Tuesday, January 19, 2010

Preventing class D from being derived from class B

In some cases there are classes who should not have children.
There are some ways to recognise this:

1) Are there any virtual methods ?
It is unlikely that you should derive from a class which has no virtual methods.  For example if the base class B has method foo which is non virtual, the derived class D cannot override (re-implement) or overload the method foo without hiding the method B::foo.

If you need to hide B::foo in class D, then it implies that class D is not really a B (violation of the D is-a B principle).


2) Is the destructor virtual ?
If a class D is derived from B then you have to assume that someone will quite legally do this:
B* pb = new D;
which implies that they will also want to do:
delete(pb);

Now if B does not have a virtual destructor, the destructor for B will be called and not the destructor for D.  This can lead to memory leakage if D has pointers to other objects on the heap.

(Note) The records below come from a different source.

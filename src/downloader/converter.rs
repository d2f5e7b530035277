use crate::config::AudioFormat;
use crate::errors::{EvRemixesError, Result};
use std::path::{Path, PathBuf};

/// Lossless transcoding through an external `ffmpeg`
pub struct FormatConverter {
    ffmpeg: PathBuf,
}

impl FormatConverter {
    pub fn new() -> Self {
        Self::with_binary("ffmpeg")
    }

    pub fn with_binary(ffmpeg: impl Into<PathBuf>) -> Self {
        Self { ffmpeg: ffmpeg.into() }
    }

    /// Check if conversion is needed
    pub fn needs_conversion(input_path: &Path, format: AudioFormat) -> bool {
        let input_ext = input_path
            .extension()
            .and_then(|ext| ext.to_str())
            .unwrap_or("")
            .to_lowercase();

        input_ext != format.extension()
    }

    /// Convert `source` into `work_dir`. When the source already has the target
    /// extension it is returned untouched.
    pub async fn convert(&self, source: &Path, format: AudioFormat, work_dir: &Path) -> Result<PathBuf> {
        if !Self::needs_conversion(source, format) {
            tracing::debug!("{} is already {}", source.display(), format);
            return Ok(source.to_path_buf());
        }

        let stem = source
            .file_stem()
            .and_then(|s| s.to_str())
            .ok_or_else(|| EvRemixesError::Conversion(format!("bad source path: {}", source.display())))?;

        tokio::fs::create_dir_all(work_dir)
            .await
            .map_err(|e| EvRemixesError::Conversion(format!("Failed to create output directory: {}", e)))?;

        let output_path = work_dir.join(format!("{}.{}", stem, format.extension()));
        // ffmpeg writes to a temp name so an interrupted run never leaves a
        // file that looks finished
        let temp_path = work_dir.join(format!("{}.{}.temp", stem, format.extension()));

        tracing::info!("Converting {} to {}", source.display(), format.long_name());

        let mut cmd = tokio::process::Command::new(&self.ffmpeg);
        cmd.arg("-hide_banner")
            .arg("-loglevel").arg("error")
            .arg("-y")
            .arg("-i").arg(source)
            // drop embedded pictures; cover art is added by the tagger
            .arg("-vn");

        match format {
            AudioFormat::Flac => {
                cmd.arg("-c:a").arg("flac").arg("-f").arg("flac");
            }
            AudioFormat::Alac => {
                cmd.arg("-c:a").arg("alac").arg("-f").arg("ipod");
            }
        }
        cmd.arg(&temp_path);
        cmd.kill_on_drop(true);

        let output = cmd.output().await.map_err(|e| {
            EvRemixesError::Conversion(format!("Failed to execute {}: {}", self.ffmpeg.display(), e))
        })?;

        if !output.status.success() {
            let _ = tokio::fs::remove_file(&temp_path).await;
            let error_msg = String::from_utf8_lossy(&output.stderr);
            return Err(EvRemixesError::Conversion(format!(
                "ffmpeg exited with {}: {}",
                output.status,
                error_msg.trim()
            )));
        }

        tokio::fs::rename(&temp_path, &output_path)
            .await
            .map_err(|e| EvRemixesError::Conversion(format!("Failed to finalize output: {}", e)))?;

        Ok(output_path)
    }

    /// First line of `ffmpeg -version`, or an error when it cannot run
    pub async fn version(&self) -> Result<String> {
        let output = tokio::process::Command::new(&self.ffmpeg)
            .arg("-version")
            .output()
            .await
            .map_err(|_| EvRemixesError::Conversion(format!("{} not found in PATH", self.ffmpeg.display())))?;

        if !output.status.success() {
            return Err(EvRemixesError::Conversion("ffmpeg version check failed".to_string()));
        }

        Ok(String::from_utf8_lossy(&output.stdout)
            .lines()
            .next()
            .unwrap_or_default()
            .to_string())
    }
}

impl Default for FormatConverter {
    fn default() -> Self {
        Self::new()
    }
}
use crate::config::CdnConfig;
use crate::errors::{EvRemixesError, Result};
use std::path::PathBuf;

/// Invalidates CDN cached copies through the Azure CLI
pub struct CdnPurger {
    config: CdnConfig,
    az: PathBuf,
}

impl CdnPurger {
    pub fn new(config: CdnConfig) -> Self {
        Self::with_binary(config, "az")
    }

    pub fn with_binary(config: CdnConfig, az: impl Into<PathBuf>) -> Self {
        Self { config, az: az.into() }
    }

    pub fn enabled(&self) -> bool {
        self.config.enabled
    }

    /// Arguments for `az`; falls back to the default content path when none are given
    pub fn build_args(&self, content_paths: &[String]) -> Vec<String> {
        let mut args: Vec<String> = [
            "cdn",
            "endpoint",
            "purge",
            "--resource-group",
            self.config.resource_group.as_str(),
            "--name",
            self.config.endpoint_name.as_str(),
            "--profile-name",
            self.config.profile_name.as_str(),
            "--content-paths",
        ]
        .iter()
        .map(|s| s.to_string())
        .collect();

        if content_paths.is_empty() {
            args.push(self.config.default_content_path.clone());
        } else {
            let mut paths = content_paths.to_vec();
            paths.sort();
            paths.dedup();
            args.extend(paths);
        }

        args
    }

    /// Run the purge. A disabled purger does nothing.
    pub async fn purge(&self, content_paths: &[String]) -> Result<()> {
        if !self.config.enabled {
            tracing::info!("CDN purge disabled in config");
            return Ok(());
        }

        let args = self.build_args(content_paths);
        tracing::info!("Purging CDN: {} {}", self.az.display(), args.join(" "));

        let output = tokio::process::Command::new(&self.az)
            .args(&args)
            .kill_on_drop(true)
            .output()
            .await
            .map_err(|e| EvRemixesError::Cdn(format!("failed to run {}: {}", self.az.display(), e)))?;

        if !output.status.success() {
            let stderr = String::from_utf8_lossy(&output.stderr);
            return Err(EvRemixesError::Cdn(format!(
                "{} exited with {}: {}",
                self.az.display(),
                output.status,
                stderr.trim()
            )));
        }

        Ok(())
    }
}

Therefore if the destructor is not virtual, you have to assume that you should not be deriving from this class
In the book "C++ Coding Standards: 101 Rules, Guidelines, and Best Practices", it states
      "Make base class destructors public and virtual, or protected and nonvirtual"

If this is done it will help a user to see if it is intended to derive from a bass class

Discussion of std::vector

Note that in stl_vector.h, the destructor is defined as public and non-virtual.

Since the class has no virtual methods, then it is not a good idea to declare the destructor as virtual as this will add a virtual table lookup overhead for all method calls in this class. 
Also as the class is used as a concrete class the destructor has to be public.
Therefore in this case the destructor will be public and non-virtual.

The fact that the destructor is non-virtual and that there are no virtual methods implies that std::vector is not intended to be a base class of a derived class.

This may explain why there is no good documentation for deriving from stl containers, however I may make a few future posts where I do this and examine any pitfalls.